Several themes have been repeated throughout this book. It might be a good idea to summarize these briefly.

1. Unintentional reinforcement of undesired behaviors. Crying at night, tantrums, head banging, breath holding, spitting out medication, refusing to brush their teeth and car seat tantrums, are all examples of this.

2. Discipline requires consistency. Consider physical exercise as a good means of punishment. Be consistent and don't bluff. Parents must provide a united consistent disciplinary approach, especially with adolescents.

3. Understanding human nature can reduce undesirable consequences. The consequences of our human nature must be understood to avoid catastrophic violence, accidents, drug abuse, etc.

4. Spend time together and communicate as a family, especially at dinner time. Fostering comfortable communication within the family promotes maintaining communication in the more difficult years of adolescence and beyond.

5. Our children need our presence. Our job as parents is to be there for our children to provide them (with our presence) guidance, knowledge, supervision, health maintenance, joy, etc. The key words in parentheses, "with our presence", means that WE should do this, rather than pay someone else to do this for us. When we choose to have children, our children should be more important than watching TV, going out with buddies, gambling junkets, weekend golf getaways, etc. The harder we work and play, the more dependent we become on someone else to raise our children. Perhaps we should work and play less and spend more time raising our children ourselves.
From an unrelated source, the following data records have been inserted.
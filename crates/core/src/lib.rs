//! Simulation core - pure, deterministic, and testable
//!
//! This crate contains the complete falling-block simulation: shape catalog,
//! figure lifecycle, glass state, line clearing, scoring, and the game
//! controller. It has **zero dependencies** on UI or I/O, making it:
//!
//! - **Deterministic**: the controller takes an explicit seed, so the same
//!   seed and action sequence replay identical games
//! - **Testable**: every legality rule is a boolean-returning function
//! - **Portable**: runs in any environment (terminal, headless)
//!
//! # Module Structure
//!
//! - [`shapes`]: the seven figure geometries as bounding-box bitmask grids
//! - [`cell`]: the occupancy unit and the position-set overlap primitive
//! - [`figure`]: the falling figure with its local grid and move/rotate rules
//! - [`glass`]: the 10x20 field of locked cells and row clearing
//! - [`game`]: the controller tying gravity, input, locking, and scoring
//!   together
//! - [`rng`]: seeded LCG behind spawn randomness
//! - [`snapshot`]: the read-only per-frame view for the render sink
//!
//! # Game Rules
//!
//! - Figures spawn at (4, 0) with a uniformly random shape, palette color,
//!   and pre-applied rotation; the preview figure is promoted verbatim
//! - Rotation is always 90° clockwise and is rejected atomically if the
//!   rotated grid would leave the glass or touch a locked cell
//! - A figure that cannot descend locks in place: +10 points, plus
//!   `n² × 100` for clearing `n` rows in that lock
//! - A spawned figure that does not fit ends the game; game over is terminal
//!
//! # Example
//!
//! ```
//! use glassfall_core::Game;
//! use glassfall_types::GameAction;
//!
//! let mut game = Game::new(12345);
//! game.apply_action(GameAction::MoveLeft);
//! game.apply_action(GameAction::HardDrop);
//! assert!(game.score() > 0); // locking awards points
//! ```

pub mod cell;
pub mod figure;
pub mod game;
pub mod glass;
pub mod rng;
pub mod shapes;
pub mod snapshot;

pub use glassfall_types as types;

// Re-export commonly used types for convenience
pub use cell::{positions_overlap, Cell};
pub use figure::{rotated_cw, CellBuf, Figure};
pub use game::Game;
pub use glass::Glass;
pub use rng::SimpleRng;
pub use shapes::{shape_def, ShapeDef, FIGURE_CELLS};
pub use snapshot::GameSnapshot;
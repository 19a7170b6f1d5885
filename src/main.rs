//! Terminal glassfall runner (default binary).
//!
//! Drives the simulation on a fixed 16ms tick: each frame drains pending key
//! events in arrival order, applies DAS/ARR repeats, advances gravity once,
//! and hands a read-only snapshot to the framebuffer renderer.

use std::time::{Duration, Instant, SystemTime, UNIX_EPOCH};

use anyhow::Result;
use crossterm::event::{self, Event, KeyEventKind};

use glassfall::core::{Game, GameSnapshot};
use glassfall::input::{handle_key_event, should_quit, InputHandler};
use glassfall::term::{Frame, GameView, TerminalRenderer, Viewport};
use glassfall::types::{GameAction, TICK_MS};

fn main() -> Result<()> {
    let mut term = TerminalRenderer::new();
    term.enter()?;

    let result = run(&mut term);

    // Always try to restore terminal state.
    let _ = term.exit();
    result
}

/// Seed for the spawn RNG; the controller itself is deterministic per seed.
fn wall_clock_seed() -> u32 {
    SystemTime::now()
        .duration_since(UNIX_EPOCH)
        .map(|d| (d.as_secs() as u32) ^ d.subsec_nanos())
        .unwrap_or(1)
}

fn run(term: &mut TerminalRenderer) -> Result<()> {
    let mut game = Game::new(wall_clock_seed());
    let view = GameView::default();
    let mut input = InputHandler::new();

    let mut snap = GameSnapshot::default();
    let mut frame = Frame::new(0, 0);

    let mut last_tick = Instant::now();
    let tick_duration = Duration::from_millis(TICK_MS as u64);

    loop {
        // Render.
        let (w, h) = crossterm::terminal::size().unwrap_or((80, 24));
        game.snapshot_into(&mut snap);
        view.render_into(&snap, Viewport::new(w, h), &mut frame);
        term.draw_swap(&mut frame)?;

        // Input with timeout until next tick.
        let timeout = tick_duration
            .checked_sub(last_tick.elapsed())
            .unwrap_or_else(|| Duration::from_secs(0));

        if event::poll(timeout)? {
            match event::read()? {
                Event::Key(key) => match key.kind {
                    KeyEventKind::Press => {
                        if should_quit(key) {
                            return Ok(());
                        }

                        if let Some(action) = input.handle_key_press(key.code) {
                            game.apply_action(action);
                        } else if let Some(action) = handle_key_event(key) {
                            match action {
                                GameAction::MoveLeft
                                | GameAction::MoveRight
                                | GameAction::SoftDrop => {
                                    // Tracked by the DAS handler; None from
                                    // handle_key_press means already held.
                                }
                                _ => {
                                    game.apply_action(action);
                                }
                            }
                        }
                    }
                    KeyEventKind::Repeat => {
                        // Ignore terminal auto-repeat; DAS/ARR handles repeats.
                    }
                    KeyEventKind::Release => input.handle_key_release(key.code),
                },
                Event::Resize(..) => term.invalidate(),
                _ => {}
            }
        }

        // Tick.
        if last_tick.elapsed() >= tick_duration {
            last_tick = Instant::now();

            for action in input.update(TICK_MS) {
                game.apply_action(action);
            }
            game.tick();
        }
    }
}
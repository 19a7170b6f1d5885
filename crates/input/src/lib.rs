//! Terminal input module.
//!
//! Maps `crossterm` key events into [`glassfall_types::GameAction`] and
//! provides a DAS/ARR handler for held movement keys, including terminals
//! that never emit key-release events.

pub mod handler;
pub mod map;

pub use glassfall_types as types;

pub use handler::InputHandler;
pub use map::{handle_key_event, should_quit};
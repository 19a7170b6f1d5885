//! Figure - the falling polyomino
//!
//! A figure is a shape instance: an origin on the glass, a palette color, and
//! a local square grid of optional cells sized to the shape's bounding box.
//! Every occupied local cell stores its own (x, y), kept equal to its grid
//! index across every mutation.
//!
//! Movement and rotation are legality-checked against the glass and either
//! commit fully or leave the figure untouched. The rotation transform itself
//! is a pure grid-to-grid function so it can be tested in isolation.

use arrayvec::ArrayVec;

use glassfall_types::{ShapeKind, ROTATION_STATES};

use crate::cell::{positions_overlap, Cell};
use crate::glass::Glass;
use crate::shapes::{shape_def, FIGURE_CELLS, GRID_MAX};

/// Local occupancy grid, indexed `[y][x]`
pub type LocalGrid = [[Option<Cell>; GRID_MAX]; GRID_MAX];

/// Fixed-capacity cell list produced by figure projections
pub type CellBuf = ArrayVec<Cell, FIGURE_CELLS>;

/// Rotate a local grid 90° clockwise within a `size`-sided box.
///
/// Equivalent to transpose followed by row reversal. Each surviving cell is
/// re-stamped with its new grid coordinate.
pub fn rotated_cw(grid: &LocalGrid, size: u8) -> LocalGrid {
    let n = size as usize;
    let mut out: LocalGrid = [[None; GRID_MAX]; GRID_MAX];
    for y in 0..n {
        for x in 0..n {
            if let Some(cell) = grid[n - 1 - x][y] {
                out[y][x] = Some(Cell::new(x as i8, y as i8, cell.color));
            }
        }
    }
    out
}

/// The currently falling (or previewed) figure.
#[derive(Debug, Clone, PartialEq, Eq)]
pub struct Figure {
    x: i8,
    y: i8,
    kind: ShapeKind,
    color: u8,
    rotation: u8,
    size: u8,
    grid: LocalGrid,
}

impl Figure {
    /// Build a figure at (x, y) with `rotation` clockwise quarter-turns
    /// pre-applied.
    ///
    /// Construction performs no legality check; the spawn rotation is
    /// realized by unchecked in-place rotations of the fresh grid.
    pub fn new(x: i8, y: i8, kind: ShapeKind, color: u8, rotation: u8) -> Self {
        let def = shape_def(kind);
        let size = def.size();

        let mut grid: LocalGrid = [[None; GRID_MAX]; GRID_MAX];
        for gy in 0..size {
            for gx in 0..size {
                if def.filled(gx, gy) {
                    grid[gy as usize][gx as usize] = Some(Cell::new(gx as i8, gy as i8, color));
                }
            }
        }

        let rotation = rotation % ROTATION_STATES;
        for _ in 0..rotation {
            grid = rotated_cw(&grid, size);
        }

        Self {
            x,
            y,
            kind,
            color,
            rotation,
            size,
            grid,
        }
    }

    pub fn x(&self) -> i8 {
        self.x
    }

    pub fn y(&self) -> i8 {
        self.y
    }

    pub fn kind(&self) -> ShapeKind {
        self.kind
    }

    pub fn color(&self) -> u8 {
        self.color
    }

    /// Net clockwise quarter-turns applied since the unrotated catalog shape
    pub fn rotation(&self) -> u8 {
        self.rotation
    }

    /// Bounding box side length
    pub fn size(&self) -> u8 {
        self.size
    }

    /// Occupied cells in local grid coordinates
    pub fn local_cells(&self) -> CellBuf {
        let mut out = CellBuf::new();
        for row in self.grid.iter().take(self.size as usize) {
            for cell in row.iter().take(self.size as usize).flatten() {
                out.push(*cell);
            }
        }
        out
    }

    /// Occupied cells projected to absolute glass coordinates
    pub fn cells(&self) -> CellBuf {
        let mut out = self.local_cells();
        for cell in &mut out {
            *cell = cell.translated(self.x, self.y);
        }
        out
    }

    /// Whether the figure, shifted by (dx, dy), would sit entirely inside the
    /// glass without touching a locked cell.
    pub fn can_place_at(&self, dx: i8, dy: i8, glass: &Glass) -> bool {
        let mut moved = CellBuf::new();
        for cell in self.cells() {
            let shifted = cell.translated(dx, dy);
            if !Glass::in_bounds(shifted.x, shifted.y) {
                return false;
            }
            moved.push(shifted);
        }
        !positions_overlap(&moved, glass.cells())
    }

    /// Shift the origin by (dx, dy) if the target placement is legal.
    ///
    /// Returns false and leaves the figure unchanged otherwise.
    pub fn try_move(&mut self, dx: i8, dy: i8, glass: &Glass) -> bool {
        if !self.can_place_at(dx, dy, glass) {
            return false;
        }
        self.x += dx;
        self.y += dy;
        true
    }

    /// Rotate 90° clockwise if the rotated grid is legal at the current
    /// origin.
    ///
    /// The candidate grid is validated in full before it replaces the current
    /// one; a rejected rotation leaves the figure untouched.
    pub fn try_rotate(&mut self, glass: &Glass) -> bool {
        let candidate = rotated_cw(&self.grid, self.size);

        let mut moved = CellBuf::new();
        for row in candidate.iter().take(self.size as usize) {
            for cell in row.iter().take(self.size as usize).flatten() {
                let abs = cell.translated(self.x, self.y);
                if !Glass::in_bounds(abs.x, abs.y) {
                    return false;
                }
                moved.push(abs);
            }
        }
        if positions_overlap(&moved, glass.cells()) {
            return false;
        }

        self.grid = candidate;
        self.rotation = (self.rotation + 1) % ROTATION_STATES;
        true
    }
}
//! Key mapping from terminal events to game actions.

use crossterm::event::{KeyCode, KeyEvent, KeyModifiers};
use glassfall_types::GameAction;

/// Map keyboard input to game actions.
pub fn handle_key_event(key: KeyEvent) -> Option<GameAction> {
    match key.code {
        // Movement
        KeyCode::Left
        | KeyCode::Char('h')
        | KeyCode::Char('H')
        | KeyCode::Char('a')
        | KeyCode::Char('A') => Some(GameAction::MoveLeft),
        KeyCode::Right
        | KeyCode::Char('l')
        | KeyCode::Char('L')
        | KeyCode::Char('d')
        | KeyCode::Char('D') => Some(GameAction::MoveRight),
        KeyCode::Down
        | KeyCode::Char('j')
        | KeyCode::Char('J')
        | KeyCode::Char('s')
        | KeyCode::Char('S') => Some(GameAction::SoftDrop),

        // Rotation (always clockwise)
        KeyCode::Up
        | KeyCode::Char('k')
        | KeyCode::Char('K')
        | KeyCode::Char('w')
        | KeyCode::Char('W') => Some(GameAction::Rotate),

        // Drop until lock
        KeyCode::Char(' ') => Some(GameAction::HardDrop),

        _ => None,
    }
}

/// Check if key should quit the game.
pub fn should_quit(key: KeyEvent) -> bool {
    matches!(key.code, KeyCode::Char('q') | KeyCode::Char('Q') | KeyCode::Esc)
        || (key.code == KeyCode::Char('c') && key.modifiers.contains(KeyModifiers::CONTROL))
}

#[cfg(test)]
mod tests {
    use super::*;
    use crossterm::event::{KeyCode, KeyEvent, KeyModifiers};

    #[test]
    fn movement_keys() {
        assert_eq!(
            handle_key_event(KeyEvent::from(KeyCode::Left)),
            Some(GameAction::MoveLeft)
        );
        assert_eq!(
            handle_key_event(KeyEvent::from(KeyCode::Right)),
            Some(GameAction::MoveRight)
        );
        assert_eq!(
            handle_key_event(KeyEvent::from(KeyCode::Down)),
            Some(GameAction::SoftDrop)
        );

        assert_eq!(
            handle_key_event(KeyEvent::from(KeyCode::Char('H'))),
            Some(GameAction::MoveLeft)
        );
        assert_eq!(
            handle_key_event(KeyEvent::from(KeyCode::Char('d'))),
            Some(GameAction::MoveRight)
        );
        assert_eq!(
            handle_key_event(KeyEvent::from(KeyCode::Char('J'))),
            Some(GameAction::SoftDrop)
        );
    }

    #[test]
    fn rotation_keys() {
        assert_eq!(
            handle_key_event(KeyEvent::from(KeyCode::Up)),
            Some(GameAction::Rotate)
        );
        assert_eq!(
            handle_key_event(KeyEvent::from(KeyCode::Char('w'))),
            Some(GameAction::Rotate)
        );
        assert_eq!(
            handle_key_event(KeyEvent::from(KeyCode::Char('K'))),
            Some(GameAction::Rotate)
        );
    }

    #[test]
    fn hard_drop_key() {
        assert_eq!(
            handle_key_event(KeyEvent::from(KeyCode::Char(' '))),
            Some(GameAction::HardDrop)
        );
    }

    #[test]
    fn unmapped_keys_are_ignored() {
        assert_eq!(handle_key_event(KeyEvent::from(KeyCode::Char('x'))), None);
        assert_eq!(handle_key_event(KeyEvent::from(KeyCode::Enter)), None);
    }

    #[test]
    fn quit_keys() {
        assert!(should_quit(KeyEvent::from(KeyCode::Char('q'))));
        assert!(should_quit(KeyEvent::from(KeyCode::Esc)));
        assert!(should_quit(KeyEvent::new(
            KeyCode::Char('c'),
            KeyModifiers::CONTROL
        )));
        assert!(!should_quit(KeyEvent::from(KeyCode::Char('x'))));
    }
}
6. Appreciation of basic values and blessings (honesty, good will to others, health, etc.). Television and other influences on our children provide our children with distorted ideas of what is good and right. As parents we need to reinforce basic values such as honesty (even if it this puts us at a disadvantage), humility, good will to all, etc. Teaching our children to appreciate our blessings such as home, family, health, etc., will make them feel better about their personal situation, so that materialistic things such as expensive toys will be less distracting.

7. College should be an educational goal for ALL children. While this is an ideal, I really hope that ALL children will strive for college.

8. Anticipating the changes in adolescence can help ease the transition. This age group requires different parenting strategies and honest, open communication regarding the difficult issues of drugs and sex.

9. Spending money on self-indulgence reduces the money available for our children. The cost of a college education is high. Spending $100 today, means losing $200 of future value toward a college education tuition.